Mischievous, unpredictable, and relentlessly adventurous, Brand New Silhouettes is a debut which swiftly sets its creators apart from the crowd. The first album from US indie rock pop band Body Futures, the scintillating encounter is a delightfully warped and devilishly captivating collection of songs which seduce the imagination with the creative innocence of the playground and the adventurous revelry of illicit moments behind the school bike shed. To that there is a captivating mix of feverish ideation and exploratory maturity which turns every track into a unique emprise of ingenuity. The album is simply glorious which is destined to head best album lists and make the Wisconsin band one of your new best friends and lustful obsessions.
Formed in 2012, Body Futures took their time before stepping into a spotlight, taking their first year writing and rehearsing before making a live debut in 2013. Consisting of vocalist Dixie Jacobs (ex- White, Wrench, Conservatory), guitarist/vocalist Christopher Maury (ex-Five Mod Four), bassist/vocalist Michael Wojtasiak (ex-Everybody at Midnight), and vocalist/drummer D.J. Hostettler (ex- IfIHadAHiFi), Body Futures linked up with Latest Flame Records before entering Howl Street Studios to record their album with Shane Hochstetler earlier this year. What has emerged is one of the most riveting and exciting introductions to a band in a long time, certainly in the realms of indie and pop rock.

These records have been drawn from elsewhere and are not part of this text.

#[derive(Debug, serde::Deserialize)]
struct ChatReplyMessage {
    content: Option<String>,
}

#[derive(Debug, serde::Deserialize)]
struct ErrorEnvelope {
    error: ErrorBody,
}

#[derive(Debug, serde::Deserialize)]
struct ErrorBody {
    message: String,
}

/// Client for the Groq chat-completions endpoint (OpenAI compatible).
pub struct GroqClient {
    client: Client,
    config: ModelConfig,
    api_key: Option<String>,
    retry_backoff: Duration,
}

impl GroqClient {
    pub fn new(config: ModelConfig, api_key: Option<String>) -> Result<Self, CompletionError> {
        let client = Client::builder().timeout(config.timeout()).build()?;
        Ok(Self {
            client,
            config,
            api_key,
            retry_backoff: RETRY_BACKOFF,
        })
    }

    /// Reads the API key once from the environment variable named in the config.
    pub fn from_env(config: ModelConfig) -> Result<Self, CompletionError> {
        let api_key = std::env::var(&config.api_key_env)
            .ok()
            .filter(|key| !key.trim().is_empty());
        if api_key.is_none() {
            log::warn!("`{}` is not set, requests will fail", config.api_key_env);
        }
        Self::new(config, api_key)
    }

    fn endpoint(&self) -> String {
        format!("{}/chat/completions", self.config.base_url)
    }

    fn request_body<'a>(&'a self, messages: &'a [Content]) -> ChatRequest<'a> {
        ChatRequest {
            model: &self.config.model_id,
            messages: messages
                .iter()
                .map(|c| ChatMessage {
                    role: c.role.as_ref(),
                    content: &c.message,
                })
                .collect(),
            temperature: self.config.temperature,
            max_tokens: self.config.max_tokens,
        }
    }

    fn send_once(&self, api_key: &str, body: &ChatRequest<'_>) -> Result<String, CompletionError> {
        let response = self
            .client
            .post(self.endpoint())
            .bearer_auth(api_key)
            .json(body)
            .send()?;

        let status = response.status();
        let text = response.text()?;
        if !status.is_success() {
            return Err(CompletionError::from_status(
                status.as_u16(),
                error_message(&text),
            ));
        }
        parse_reply(&text)
    }
}

impl CompletionService for GroqClient {
    fn complete(&self, request: &CompletionRequest) -> Result<String, CompletionError> {
        let api_key = self
            .api_key
            .as_deref()
            .ok_or_else(|| CompletionError::MissingCredentials(self.config.api_key_env.clone()))?;

        let messages = request.messages();
        let body = self.request_body(&messages);
        log::debug!(
            "request body:\n{}",
            serde_json::to_string_pretty(&body).unwrap_or_default()
        );

        let mut attempt = 0;
        loop {
            match self.send_once(api_key, &body) {
                Ok(reply) => return Ok(reply),
                Err(err) if err.is_retryable() && attempt < self.config.max_retries => {
                    attempt += 1;
                    let backoff = self.retry_backoff * (1 << attempt.min(6));
                    log::warn!("completion attempt {attempt} failed: {err}, retrying in {backoff:?}");
                    std::thread::sleep(backoff);
                }
                Err(err) => return Err(err),
            }
        }
    }
}

fn parse_reply(body: &str) -> Result<String, CompletionError> {
    let response: ChatResponse = serde_json::from_str(body)
        .map_err(|e| CompletionError::MalformedResponse(e.to_string()))?;
    response
        .choices
        .into_iter()
        .next()
        .and_then(|choice| choice.message.content)
        .ok_or_else(|| CompletionError::MalformedResponse("response has no message content".into()))
}
pub mod llm;
pub mod persona;
pub mod session;

pub use llm::{CompletionError, CompletionRequest, CompletionService, GroqClient, ModelConfig};
pub use persona::{Persona, PersonaRegistry};
pub use session::{ContextPolicy, FailurePolicy, Outcome, Session, Speaker, Turn};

The Milwaukee quartet instantly engage ears and thoughts with opener Hooks & Eyes, the harmonically aflame vocals of Jacobs a vibrant caress to which the more unbalanced expressive tones of Hostettler bring a delicious almost crazed accompaniment. Rhythms jab within the appealing blend whist riffs carry a jagged attitude and the bass a darker throat to the enticement. It is not the most startling song to leap at the senses but a vivacious start to the album with its Weezer like festivity and slightly frenzied vocal glow which reminds of eighties band Girls At their Best.
Things move up another step with the following When You Had A Jaw and even further with A Complete Divorce straight after. The first of the pair with its great mix of male and female led vocals again carries that eighties essence, the same band as reminded of in its predecessor coming to thoughts as well as fellow US band Late Cambrian. The bouncy chorus and anthemic call of the song makes for a ridiculously catchy tempting but the band mingles it with a muddled flame of sonic agitation and atmospheric intrigue which turns the track into a whole other type of creative bedlam before closing out on the irresistible romp which set it off. It is a clever piece of songwriting and sonic incitement but soon left in the shadow of its successor. The third song starts with Jacobs alone, voice revealing more of its depths before being paced by the absorbing tones of Wojtasiak’s bass and subsequently an evocative glaze of guitar. The track is a ‘regular’ proposition initially but soon blessed by shards of discord kissed guitar resonance and a delicious flow of vocal harmonies. Thoughts of The Passions and Jingo come to the fore here, the latter the one band which most comes close to the inventive majesty of Body Futures.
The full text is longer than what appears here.